Some people go so far as to say, mistakenly, that you, the actual reader, are the protagonist of If on. But really Calvino is talking to ‘you’, the Reader with the capital R, with whom you are encouraged to identify at the start of the book. ‘You’ is no more the reader than the ‘I’ in a first person novel is the author. The place of ‘I’ in a second-person book is explored in the first incipit, a first-person spy novel. The main characters in the chapter are ‘me’ and ‘you’, the narrator and the Reader, where ‘I’ am always pointing out the author’s decisions for the content of ‘my’ narration, and how this manipulates ‘your’ attention.
The Reader’s character becomes more defined as the book progresses, to show a rather guileless young man motivated partly by an exasperated curiosity about the incomplete novels, and partly by his desire to impress the Other Reader Ludmilla. Yet because the Reader is identified as ‘you’, you continue to project his thoughts and feelings onto yourself in a much more personal way than if the story was narrated in the first or third person.

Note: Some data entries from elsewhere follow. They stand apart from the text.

use certwatch_domain::{Achievement, CertificationReminder, Course, Customer, ExpiryPolicy, Tenant, ID};
use certwatch_infra::{
    CertwatchContext, InMemoryMailer, LockCondition, ReminderLock, StaticTimeSys,
};
use chrono::{DateTime, Duration, TimeZone, Utc};
use std::sync::Arc;

pub fn now() -> DateTime<Utc> {
    Utc.with_ymd_and_hms(2024, 4, 2, 7, 0, 0).unwrap()
}

pub struct Fixture {
    pub ctx: CertwatchContext,
    pub mailer: Arc<InMemoryMailer>,
    pub tenant: Tenant,
    pub customer: Customer,
    pub course: Course,
}

impl Fixture {
    pub async fn new() -> Self {
        let mut ctx = CertwatchContext::create_inmemory();
        let mailer = Arc::new(InMemoryMailer::new());
        ctx.mailer = mailer.clone();
        ctx.sys = Arc::new(StaticTimeSys::at(now()));
        ctx.config.expiry_policy = ExpiryPolicy::never_expiring();
        ctx.config.reminder_lock_secs = 300;

        let (tenant, customer, course) = Self::seed_tenant(&ctx, "North Gas Training").await;
        Self {
            ctx,
            mailer,
            tenant,
            customer,
            course,
        }
    }

    pub async fn seed_tenant(ctx: &CertwatchContext, name: &str) -> (Tenant, Customer, Course) {
        let tenant = Tenant::new(name);
        ctx.repos.tenants.insert(&tenant).await.unwrap();
        let customer = Customer::new(
            tenant.id.clone(),
            "Sam Fitter",
            format!("sam@{}.example.com", tenant.id),
        );
        ctx.repos.customers.insert(&customer).await.unwrap();
        let course = Course::new(tenant.id.clone(), "Domestic Gas Safety", "Gas");
        ctx.repos.courses.insert(&course).await.unwrap();
        (tenant, customer, course)
    }

    pub async fn add(&self, expiry: Option<DateTime<Utc>>) -> Achievement {
        self.add_for(&self.customer, &self.course, expiry).await
    }

    pub async fn add_for(
        &self,
        customer: &Customer,
        course: &Course,
        expiry: Option<DateTime<Utc>>,
    ) -> Achievement {
        let achievement = Achievement::new(
            customer.tenant_id.clone(),
            customer.id.clone(),
            course.id.clone(),
            now() - Duration::days(700),
            expiry,
        );
        self.ctx.repos.achievements.insert(&achievement).await.unwrap();
        achievement
    }

    pub async fn reminders(&self, achievement_id: &ID) -> Vec<CertificationReminder> {
        self.ctx
            .repos
            .reminders
            .find_by_achievement(achievement_id)
            .await
            .unwrap()
    }

    /// Claims the achievement like a concurrently running reminder run
    pub async fn hold_lock(&self, achievement_id: &ID) {
        let lock = ReminderLock {
            achievement_id: achievement_id.clone(),
            now: now(),
            until: now() + Duration::minutes(5),
            condition: LockCondition::Any,
        };
        assert!(self
            .ctx
            .repos
            .achievements
            .lock_for_reminder(&lock)
            .await
            .unwrap()
            .is_some());
    }
}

The Reader’s quest for the complete novels leads him to meet a variety characters to whom books are important. Each of these characters have a particular way of relating to books, as readers or as participants in the publishing industry. None of them really have much depth as characters, but in a sense that’s beside the point. They are there as personifications for different ways in which people can relate to books. For Ludmilla, books offer the pleasure of experiencing without thinking. She makes a point of distancing herself from the publishing industry, to protect the innocence of this pleasure. For her sister, books are simply amalgamations of words, demanding objective analysis for their reflections of social codes. One of their friends sees literacy as an entrapment: he has un-learned how to read, and now appreciates books only for their aesthetic value as physical objects. A writer suffering writer’s block feels alienated from his productive self, while a tech company has succeeded in machine-producing novels after his style. A secret organisation steals manuscripts to protect the novels that reflect the universal Truth, while its rival organisation denies the existence of such a Truth, but steals manuscripts to proclaim mystification and falsehood…
The Reader just wants to read a good book from start to finish, and mutely perceives the other characters’ conviction. At the end of the book, the Reader encounters an ensemble of readers at the library, who suggest a different approach to reading. For the earlier characters, the focus of all interactions with books, be it reading, publishing or writing, is always the book itself: be it an experience, a code, a piece of divine inspiration or a vessel for truth, the book is always an absolute object, ultimately detached from its spectators.
For the readers at the library, reading isn’t about the objective book, but the subjective experience of reading. One reader likes the possibility of beginnings, another the resonance of endings. One reader says that each time they read the same book it’s a different experience because of their different points of focus. For another reader every book they read adds to the continuum of their life’s readings. What reading means to each of them is different, but they are all content with recognising and enjoying it, whereas the earlier characters are so fixated on what they think a book is that they neglect their relationship with it.